Can someone please enlighten me because I have no prior experience with long term use of grain free food. Is gas and loose stools a side effect of grain free? I was disappointed I needed to switch because Earthborn is highly rated. Annamaet is a wonderful product too but I did get concerned seeing the Encore formula only received 4 stars on Dog Food Advisor. I am very apprehensive to go grain free again so decided to try this formula for now. Any opinions on the grain free question as well as thoughts/experiences with Annamaet Encore are much appreciated.


----------



## Loisiana (Jul 29, 2009)

I feed grain free to my adults, but I don't to young puppies


----------



## Ripley16 (Jan 26, 2012)

Our girl is transitioning to grain free right now.
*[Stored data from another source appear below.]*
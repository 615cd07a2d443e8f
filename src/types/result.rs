//! Outcome types for delivery and validation

use chrono::{DateTime, Utc};
use serde::Serialize;

/// Result of a successful send
#[derive(Debug, Clone, Serialize)]
pub struct DeliveryResult {
    /// Platform-assigned message identifier; usable as a thread anchor for
    /// later replies
    pub message_id: String,
    /// When the delivery was acknowledged
    pub delivered_at: DateTime<Utc>,
}

impl DeliveryResult {
    pub fn new(message_id: impl Into<String>) -> Self {
        DeliveryResult {
            message_id: message_id.into(),
            delivered_at: Utc::now(),
        }
    }
}

/// Result of a pre-flight destination check.
///
/// Validation is advisory: upstream failures are folded into `valid: false`
/// rather than propagated.
#[derive(Debug, Clone, Serialize)]
pub struct ValidationResult {
    pub valid: bool,
    #[serde(skip_serializing_if = "Option::is_none")]
    pub detail: Option<String>,
}

impl ValidationResult {
    pub fn ok() -> Self {
        ValidationResult {
            valid: true,
            detail: None,
        }
    }

    pub fn invalid(detail: impl Into<String>) -> Self {
        ValidationResult {
            valid: false,
            detail: Some(detail.into()),
        }
    }
}

/// Static service identity payload for liveness probes
#[derive(Debug, Clone, Serialize)]
pub struct HealthInfo {
    pub service: &'static str,
    pub version: &'static str,
    pub timestamp: DateTime<Utc>,
}

#[cfg(test)]
mod tests {
    use super::*;

    #[test]
    fn test_delivery_result() {
        let result = DeliveryResult::new("123.456");
        assert_eq!(result.message_id, "123.456");
    }

    #[test]
    fn test_validation_result_serialization() {
        let ok = serde_json::to_value(ValidationResult::ok()).unwrap();
        assert_eq!(ok["valid"], true);
        assert!(ok.get("detail").is_none());

        let bad = serde_json::to_value(ValidationResult::invalid("no such channel")).unwrap();
        assert_eq!(bad["valid"], false);
        assert_eq!(bad["detail"], "no such channel");
    }
}
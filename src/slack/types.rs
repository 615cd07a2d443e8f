use serde::Serialize;

/// Request body for `chat.postMessage`.
///
/// `thread_ts` and `attachments` are skipped entirely when absent; Slack
/// treats an explicit null/empty value differently from an omitted field.
#[derive(Debug, Clone, Serialize)]
pub struct PostMessageRequest {
    pub channel: String,
    pub text: String,
    pub mrkdwn: bool,
    #[serde(skip_serializing_if = "Option::is_none")]
    pub thread_ts: Option<String>,
    #[serde(skip_serializing_if = "Option::is_none")]
    pub attachments: Option<Vec<serde_json::Value>>,
}

impl PostMessageRequest {
    pub fn new(channel: impl Into<String>, text: impl Into<String>) -> Self {
        PostMessageRequest {
            channel: channel.into(),
            text: text.into(),
            mrkdwn: true,
            thread_ts: None,
            attachments: None,
        }
    }

    /// Disable markdown rendering for this message (builder pattern)
    pub fn without_mrkdwn(mut self) -> Self {
        self.mrkdwn = false;
        self
    }

    /// Post as a threaded reply under the given message (builder pattern)
    pub fn with_thread_ts(mut self, thread_ts: impl Into<String>) -> Self {
        self.thread_ts = Some(thread_ts.into());
        self
    }

    /// Attach opaque structured records; an empty list is dropped so the
    /// field is omitted from the payload (builder pattern)
    pub fn with_attachments(mut self, attachments: Vec<serde_json::Value>) -> Self {
        if !attachments.is_empty() {
            self.attachments = Some(attachments);
        }
        self
    }
}

/// Request body for `conversations.open`
#[derive(Debug, Clone, Serialize)]
pub struct OpenConversationRequest {
    pub users: String,
}

/// The acknowledged message, extracted from a `chat.postMessage` success
/// payload
#[derive(Debug, Clone)]
pub struct PostedMessage {
    /// Slack message timestamp; doubles as the thread anchor ID
    pub ts: String,
    /// Channel the message actually landed in
    pub channel: String,
}
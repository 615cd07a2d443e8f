//! Message formatting: input dialects to Slack mrkdwn
//!
//! Each dialect is an explicit, ordered table of (pattern, replacement)
//! pairs. The markdown rules use distinct delimiter pairs and cannot match
//! overlapping spans, so their relative order does not matter. The HTML
//! rules are order-sensitive: recognized tags are rewritten first, then a
//! catch-all pass strips whatever tags remain.
//!
//! Formatting is total. Malformed or unterminated markup simply fails to
//! match and passes through unchanged; formatting is never the reason a
//! request fails.

use regex::Regex;

use crate::types::Dialect;

lazy_static::lazy_static! {
    /// Markdown emphasis markers to their Slack equivalents. Non-greedy so
    /// adjacent runs on the same line do not merge.
    static ref MARKDOWN_RULES: Vec<(Regex, &'static str)> = vec![
        (Regex::new(r"\*\*(.+?)\*\*").unwrap(), "*$1*"),
        // The group must be braced: in a replacement string `$1_` is read
        // as a group named "1_" (underscore is a name character) and
        // expands to nothing.
        (Regex::new(r"__(.+?)__").unwrap(), "_${1}_"),
        (Regex::new(r"~~(.+?)~~").unwrap(), "~$1~"),
    ];

    /// HTML to mrkdwn, applied top to bottom. Block-level tags become
    /// newlines, recognized inline tags become their mrkdwn wrappers, and
    /// the final rule strips any tag that had no specific mapping.
    static ref HTML_RULES: Vec<(Regex, &'static str)> = vec![
        (Regex::new(r"(?i)<br\s*/?>").unwrap(), "\n"),
        (Regex::new(r"(?i)</?p>").unwrap(), "\n"),
        (Regex::new(r"(?is)<strong>(.*?)</strong>").unwrap(), "*$1*"),
        (Regex::new(r"(?is)<b>(.*?)</b>").unwrap(), "*$1*"),
        // Braced for the same reason as the markdown italic rule
        (Regex::new(r"(?is)<em>(.*?)</em>").unwrap(), "_${1}_"),
        (Regex::new(r"(?is)<i>(.*?)</i>").unwrap(), "_${1}_"),
        (Regex::new(r"(?is)<code>(.*?)</code>").unwrap(), "`$1`"),
        (Regex::new(r"(?is)<del>(.*?)</del>").unwrap(), "~$1~"),
        (Regex::new(r"<[^>]*>").unwrap(), ""),
    ];
}

fn apply_rules(body: &str, rules: &[(Regex, &str)]) -> String {
    let mut text = body.to_string();
    for (pattern, replacement) in rules {
        text = pattern.replace_all(&text, *replacement).into_owned();
    }
    text
}

/// Convert a message body from its declared dialect to Slack mrkdwn.
///
/// `Native` and `Plain` are identity at the text level; `Plain` additionally
/// disables markdown rendering via [`Dialect::mrkdwn_enabled`], which is a
/// payload flag rather than a text transform. Unknown dialect tags never
/// reach here: [`Dialect::from_tag`] maps them to `Native`.
///
/// There is no escaping mechanism: literal `**` inside a code span is still
/// rewritten. This matches the upstream contract as shipped.
pub fn format_message(body: &str, dialect: Dialect) -> String {
    match dialect {
        Dialect::Native | Dialect::Plain => body.to_string(),
        Dialect::Markdown => apply_rules(body, &MARKDOWN_RULES),
        Dialect::Html => apply_rules(body, &HTML_RULES),
    }
}
//! slack-notify: a notification relay for the Slack Web API
//!
//! Accepts a generic "send a message" request, resolves its destination and
//! markup dialect, forwards it to Slack, and translates Slack's responses
//! (including rate limiting and auth failures) into a uniform,
//! retry-annotated result.
//!
//! The HTTP server layer, request authentication, and credential storage are
//! external collaborators; this crate exposes [`NotifierService`] for them
//! to call and the [`SecretProvider`]/[`EventSink`] traits for them to
//! implement.

// Core modules
pub mod error;
pub mod events;
pub mod secrets;
pub mod service;
pub mod slack;
pub mod types;

// Re-exports for convenience
pub use error::{Error, ErrorCode, Result};
pub use events::{DeliveryEvent, EventSink, LogSink, NullSink};
pub use secrets::{EnvSecrets, SecretProvider, StaticSecrets, BOT_TOKEN_SECRET};
pub use service::{NotifierService, NotifyResponse, ValidateResponse};
pub use types::{
    DeliveryResult, Destination, Dialect, HealthInfo, NotificationRequest, ValidationResult,
};

// Service identity, reported by the liveness probe
pub const SERVICE_NAME: &str = "slack-notify";
pub const VERSION_STRING: &str = env!("CARGO_PKG_VERSION");
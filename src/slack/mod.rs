//! Slack Web API adapter
//!
//! This module implements the outbound communication layer: a thin HTTP
//! client, the dialect-to-mrkdwn formatter, and the two-stage response
//! normalizer that maps Slack's status/error-code combinations onto the
//! crate's classified error set.

mod chat;
mod client;
mod conversations;
pub mod format;
pub mod response;
mod types;
mod users;

pub use client::{SlackClient, DEFAULT_BASE_URL};
pub use format::format_message;
pub use response::normalize;
pub use types::{OpenConversationRequest, PostMessageRequest, PostedMessage};
//! Credential retrieval abstraction
//!
//! Whether the token comes from the process environment or a per-org secret
//! store is a deployment concern; the core only needs one lookup capability.

/// Environment variable / secret name holding the bot token
pub const BOT_TOKEN_SECRET: &str = "SLACK_BOT_TOKEN";

/// Provides named secrets to the delivery orchestrator.
///
/// Implementations must treat an empty value the same as an absent one.
pub trait SecretProvider: Send + Sync {
    /// Look up a secret by name. Returns None when absent or empty.
    fn get_secret(&self, name: &str) -> Option<String>;
}

/// Secrets backed by process environment variables
#[derive(Debug, Default, Clone)]
pub struct EnvSecrets;

impl SecretProvider for EnvSecrets {
    fn get_secret(&self, name: &str) -> Option<String> {
        std::env::var(name).ok().filter(|v| !v.is_empty())
    }
}

/// Fixed in-memory secrets, for wiring tests and embedded callers
#[derive(Debug, Default, Clone)]
pub struct StaticSecrets {
    entries: std::collections::HashMap<String, String>,
}

impl StaticSecrets {
    /// Create a provider with a single named secret
    pub fn with(name: impl Into<String>, value: impl Into<String>) -> Self {
        let mut entries = std::collections::HashMap::new();
        entries.insert(name.into(), value.into());
        StaticSecrets { entries }
    }
}

impl SecretProvider for StaticSecrets {
    fn get_secret(&self, name: &str) -> Option<String> {
        self.entries.get(name).cloned().filter(|v| !v.is_empty())
    }
}
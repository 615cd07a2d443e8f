use serde_json::Value;

use crate::error::Result;

use super::client::SlackClient;
use super::response::read_response;

impl SlackClient {
    /// Look up a user by ID via `users.info`.
    ///
    /// Read-only existence check used by validation; a missing user comes
    /// back as a classified `NotFound` error.
    pub async fn get_user(&self, user_id: &str) -> Result<Value> {
        let response = self.get("users.info", &[("user", user_id)]).await?;
        read_response(response).await
    }
}
//! Core types for slack-notify
//!
//! Request-scoped value objects that flow through the delivery orchestrator.
//! Nothing here is persisted or shared across requests.

pub mod request;
pub mod result;

// Re-export for convenience
pub use request::{Destination, Dialect, NotificationRequest};
pub use result::{DeliveryResult, HealthInfo, ValidationResult};
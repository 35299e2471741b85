//! Integration and concurrency tests for the epoch-guarded SkipTrie.

use rand::rngs::StdRng;
use rand::{Rng, SeedableRng};
use skiptrie_crossbeam::EpochGuardedSkipTrie;
use std::collections::{BTreeSet, HashSet};
use std::sync::Arc;
use std::thread;

#[test]
fn test_concurrent_disjoint_ranges() {
    let set = Arc::new(EpochGuardedSkipTrie::new());
    let threads = 10;
    let span = 100u32;

    let mut handles = vec![];
    for group in 0..threads {
        let set = Arc::clone(&set);
        handles.push(thread::spawn(move || {
            let base = group * span;
            for key in base..base + span {
                assert!(set.insert(key), "duplicate insert of {}", key);
            }
        }));
    }
    for handle in handles {
        handle.join().unwrap();
    }

    for key in 0..threads * span {
        assert!(set.contains(key), "missing {}", key);
    }
    assert_eq!(set.len(), (threads * span) as usize);

    // Each thread deletes the lower half of its own range
    let mut handles = vec![];
    for group in 0..threads {
        let set = Arc::clone(&set);
        handles.push(thread::spawn(move || {
            let base = group * span;
            for key in base..base + span / 2 {
                assert!(set.delete(key), "failed to delete {}", key);
            }
        }));
    }
    for handle in handles {
        handle.join().unwrap();
    }

    for group in 0..threads {
        let base = group * span;
        for key in base..base + span / 2 {
            assert!(!set.contains(key), "{} should be deleted", key);
        }
        for key in base + span / 2..base + span {
            assert!(set.contains(key), "{} should remain", key);
        }
    }
    assert_eq!(set.len(), (threads * span / 2) as usize);
}

#[test]
fn test_randomized_against_reference() {
    let set = EpochGuardedSkipTrie::new();
    let mut reference: HashSet<u32> = HashSet::new();
    let mut ordered: BTreeSet<u32> = BTreeSet::new();
    let mut rng = StdRng::seed_from_u64(42);

    for step in 0..1000 {
        let key = rng.gen_range(0..64u32);
        match rng.gen_range(0..3) {
            0 => {
                let expected = reference.insert(key);
                ordered.insert(key);
                assert_eq!(set.insert(key), expected, "insert({}) at step {}", key, step);
            }
            1 => {
                let expected = reference.contains(&key);
                assert_eq!(
                    set.contains(key),
                    expected,
                    "contains({}) at step {}",
                    key,
                    step
                );
            }
            _ => {
                let expected = reference.remove(&key);
                ordered.remove(&key);
                assert_eq!(set.delete(key), expected, "delete({}) at step {}", key, step);
            }
        }

        // Predecessor must agree with the ordered oracle at every step
        let probe = rng.gen_range(0..66u32);
        let expected = ordered.range(..probe).next_back().copied();
        let actual = set.predecessor(probe).map(|p| *p);
        assert_eq!(actual, expected, "predecessor({}) at step {}", probe, step);
    }

    assert_eq!(set.len(), reference.len());
}

#[test]
fn test_concurrent_mixed_operations() {
    let set = Arc::new(EpochGuardedSkipTrie::new());
    let key_space = 256u32;

    // Writers churn disjoint key slices while readers query the whole range
    let mut handles = vec![];
    for writer in 0..4u32 {
        let set = Arc::clone(&set);
        handles.push(thread::spawn(move || {
            let base = writer * (key_space / 4);
            for round in 0..200 {
                for offset in 0..key_space / 4 {
                    let key = base + offset;
                    if round % 2 == 0 {
                        set.insert(key);
                    } else {
                        set.delete(key);
                    }
                }
            }
        }));
    }
    for _ in 0..4 {
        let set = Arc::clone(&set);
        handles.push(thread::spawn(move || {
            for _ in 0..100 {
                for key in 0..key_space {
                    // No assertion on the value: membership is in flux.
                    // The walk itself must stay safe and terminate.
                    let _ = set.contains(key);
                    if let Some(pred) = set.predecessor(key) {
                        assert!(*pred < key);
                    }
                }
            }
        }));
    }
    for handle in handles {
        handle.join().unwrap();
    }

    // Writers ran an even number of rounds, ending on deletes
    for key in 0..key_space {
        assert!(!set.contains(key), "{} should have been deleted", key);
    }
    assert!(set.is_empty());
    assert!(set.predecessor(u32::MAX).is_none());
}

#[test]
fn test_reclamation_rounds() {
    // Insert-then-delete churn across many epochs: the structure must come
    // back empty every round and deferred destructions must keep draining
    let set = EpochGuardedSkipTrie::new();

    for round in 0..100u32 {
        for i in 0..1000u32 {
            assert!(set.insert(i * 3 + 1));
        }
        assert_eq!(set.len(), 1000, "round {}", round);

        for i in 0..1000u32 {
            assert!(set.delete(i * 3 + 1));
        }
        assert!(set.is_empty(), "round {}", round);
        assert!(set.predecessor(u32::MAX).is_none());
    }
}

#[test]
fn test_concurrent_same_key_contention() {
    // All threads fight over the same few keys; exactly one delete per
    // present key may win at a time
    let set = Arc::new(EpochGuardedSkipTrie::new());

    let mut handles = vec![];
    for _ in 0..8 {
        let set = Arc::clone(&set);
        handles.push(thread::spawn(move || {
            let mut wins = 0isize;
            for round in 0..500 {
                let key = round % 4;
                if set.insert(key) {
                    wins += 1;
                }
                if set.delete(key) {
                    wins -= 1;
                }
            }
            wins
        }));
    }

    let net: isize = handles.into_iter().map(|h| h.join().unwrap()).sum();

    // Every successful insert is matched by exactly one successful delete
    // except for keys left in the set at the end
    let remaining = (0..4u32).filter(|&k| set.contains(k)).count() as isize;
    assert_eq!(net, remaining);
    assert_eq!(set.len() as isize, remaining);
}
We are on day 4 of her transition from Canidae to Orijen Regional Red. She's doing really well, good stools and little to no gas issues. She was very gassy on Canidae. Protein in the Orijen she is on is realllllly high (38%), but if you look at the ingredients list, it might be the most impressive food I have seen out there. It's really pricy about 90$ CAD for a 13 KG bag. Canidae is a lot more affordable at 55$ for a 13 KG bag. At this point, price is not an issue, because I want her to eat the best for her, and thrive on it. 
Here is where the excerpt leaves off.